Mercedes a détecté le problème qui a affecté George Russell lors des courses entre Silverstone et Spa, lié au logiciel de contrôle de son moteur de Formule 1. L’équipe espère vérifier la solution définitive lors du prochain Grand Prix d’Italie à Monza.
Russell a exprimé à plusieurs reprises un manque de performance dans les lignes droites, un ressenti corroboré par les données de télémétrie comparées avec son coéquipier, Kimi Antonelli. Les premières enquêtes ont écarté à la fois une perte de puissance du moteur et une diminution de la vitesse maximale.
Dans la première section du circuit de Spa, depuis La Source jusqu’à la zone de freinage de Les Combes, les temps de secteur de Russell étaient similaires à ceux d’Antonelli, ce qui ne correspondait pas à un simple déficit de puissance. Après la qualification, l’équipe s’est concentrée sur le logiciel comme source possible d’anomalies, mais la course de Russell s’est terminée quelques tours après le départ, laissant cette hypothèse non vérifiée.
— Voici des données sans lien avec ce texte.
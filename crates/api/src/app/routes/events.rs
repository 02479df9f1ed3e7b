use std::sync::Arc;

use axum::{
    Json, Router,
    extract::{Extension, Path, Query, rejection::JsonRejection},
    http::StatusCode,
    response::{IntoResponse, Response},
    routing::{get, post, put},
};
use rand::seq::IndexedRandom;
use serde_json::{Value, json};
use tracing::info;

use sprintspace_auth::ensure_owner;
use sprintspace_core::{
    DocumentId, Event, EventDraft, EventFilter, EventPatch, Page, PageRequest, RegistrationFilter, SortOrder,
};

use crate::app::dto::{self, EventListQuery, RunningEventsQuery};
use crate::app::errors::ApiError;
use crate::app::routes::common::parse_id;
use crate::app::services::AppServices;
use crate::context::PrincipalContext;

/// Size of the random pick returned next to the running events.
const RANDOM_SAMPLE_SIZE: usize = 3;

/// Both `/events` and `/marathons` spellings are served.
pub fn public_router() -> Router {
    Router::new()
        .route("/events", get(list_events))
        .route("/marathons", get(list_events))
        .route("/events/details/:id", get(get_event))
        .route("/marathons/:id", get(get_event))
        .route("/running-events", get(running_events))
}

pub fn protected_router() -> Router {
    Router::new()
        .route("/events", post(create_event))
        .route("/marathons", post(create_event))
        .route("/events/:id", put(update_event).delete(delete_event))
        .route("/marathons/:id", put(update_event).delete(delete_event))
        .route("/marathons/:id/registrations", get(event_registrations))
}

pub async fn list_events(
    Extension(services): Extension<Arc<AppServices>>,
    Query(query): Query<EventListQuery>,
) -> Result<Json<Value>, ApiError> {
    let request = PageRequest::from_query(
        query.page.as_deref(),
        query.limit.as_deref(),
        services.config.events_page_size,
    );
    let filter = EventFilter {
        owner_email: dto::non_empty(query.email),
        sort: SortOrder::from_query(query.sort.as_deref()),
    };

    let total = services.store.count_events(&filter).await?;
    let items = services.store.list_events(&filter, Some(request)).await?;
    let page = Page::new(items, total, request);

    let mut body = json!({
        "events": dto::event_documents(&page.items)?,
        "totalEvents": page.total,
        "totalPages": page.total_pages,
        "currentPage": page.current_page,
    });
    // The full match set is bounded to one owner's events.
    if filter.owner_email.is_some() {
        let mine = services.store.list_events(&filter, None).await?;
        body["myEvents"] = json!(dto::event_documents(&mine)?);
    }

    Ok(Json(body))
}

pub async fn get_event(
    Extension(services): Extension<Arc<AppServices>>,
    Path(id): Path<String>,
) -> Result<Json<Value>, ApiError> {
    let id = parse_id(&id)?;
    let event = find_event(&services, id).await?;
    Ok(Json(dto::event_document(&event)?))
}

/// Events starting after today, plus a uniform random pick of up to three.
pub async fn running_events(
    Extension(services): Extension<Arc<AppServices>>,
    Query(query): Query<RunningEventsQuery>,
) -> Result<Json<Value>, ApiError> {
    let limit = PageRequest::from_query(None, query.limit.as_deref(), services.config.running_events_limit).limit();
    let marathons = services.store.upcoming_events(services.clock.today(), limit).await?;

    let sample: Vec<&Event> = marathons
        .choose_multiple(&mut rand::rng(), RANDOM_SAMPLE_SIZE)
        .collect();

    Ok(Json(json!({
        "marathons": dto::event_documents(&marathons)?,
        "randomRunningEvents": dto::event_documents(sample)?,
    })))
}

pub async fn create_event(
    Extension(services): Extension<Arc<AppServices>>,
    Extension(principal): Extension<PrincipalContext>,
    body: Result<Json<Value>, JsonRejection>,
) -> Result<Response, ApiError> {
    let Json(body) = body?;
    let draft = EventDraft::from_json(body)?;

    let event = draft.into_event(DocumentId::new(), principal.email(), services.clock.now());
    let id = event.id;
    services.store.insert_event(event).await?;

    info!(event_id = %id, owner = %principal.identity(), "event created");
    Ok((StatusCode::CREATED, Json(dto::inserted(id))).into_response())
}

pub async fn update_event(
    Extension(services): Extension<Arc<AppServices>>,
    Extension(principal): Extension<PrincipalContext>,
    Path(id): Path<String>,
    body: Result<Json<Value>, JsonRejection>,
) -> Result<Json<Value>, ApiError> {
    let id = parse_id(&id)?;
    let Json(body) = body?;
    let patch = EventPatch::from_json(body)?;

    let existing = find_event(&services, id).await?;
    ensure_owner(principal.identity(), &existing.owner_email)?;

    let outcome = services.store.update_event(id, &patch).await?;
    info!(event_id = %id, modified = outcome.modified, "event updated");
    Ok(Json(dto::updated(outcome)))
}

pub async fn delete_event(
    Extension(services): Extension<Arc<AppServices>>,
    Extension(principal): Extension<PrincipalContext>,
    Path(id): Path<String>,
) -> Result<Json<Value>, ApiError> {
    let id = parse_id(&id)?;

    let existing = find_event(&services, id).await?;
    ensure_owner(principal.identity(), &existing.owner_email)?;

    let deleted = services.store.delete_event(id).await?;
    info!(event_id = %id, deleted, "event deleted");
    Ok(Json(dto::deleted(u64::from(deleted))))
}

pub async fn event_registrations(
    Extension(services): Extension<Arc<AppServices>>,
    Path(id): Path<String>,
) -> Result<Json<Vec<Value>>, ApiError> {
    let id = parse_id(&id)?;
    let filter = RegistrationFilter {
        event_id: Some(id),
        ..RegistrationFilter::default()
    };
    let registrations = services.store.list_registrations(&filter).await?;
    Ok(Json(dto::registration_documents(&registrations)?))
}

async fn find_event(services: &AppServices, id: DocumentId) -> Result<Event, ApiError> {
    services
        .store
        .find_event(id)
        .await?
        .ok_or(ApiError::NotFound("event"))
}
Les ingénieurs de Mercedes ont trouvé une erreur subtile dans le code du logiciel de gestion du moteur, qui faisait que l’énergie électrique était utilisée prématurément, provoquant un déséquilibre dans la distribution de l’énergie. Cela signifiait que ce qui était gagné dans les premières parties du tour devait être compensé dans les sections suivantes, où le pilote s’attendait à avoir de l’énergie électrique disponible.
Une correction du logiciel a déjà été appliquée aux installations du moteur de Brixworth, bien qu’elle doive encore être validée sur piste. On pense qu’il pourrait également y avoir une partie mineure du problème liée au style de conduite de Russell, qui pourrait avoir amplifié les effets de l’anomalie du logiciel, comme l’a récemment expliqué le chef de l’équipe McLaren, Andrea Stella, au sujet de la logique adaptative des moteurs Mercedes.
Bien que l’équipe pense avoir identifié la cause principale du problème, ce n’est qu’au Grand Prix d’Italie qu’elle pourra confirmer si la solution est efficace. Les conditions des circuits de Hungaroring et Zandvoort ne sont pas suffisamment similaires à celles de Silverstone et Spa pour une évaluation précise du système dans les mêmes circonstances.
Pour Russell, il y a un aspect positif à court terme : au circuit de Hungaroring, la puissance dans les lignes droites a un impact beaucoup moindre sur la performance générale, ce qui permet d’aborder le week-end sans le souci constant d’être désavantagé.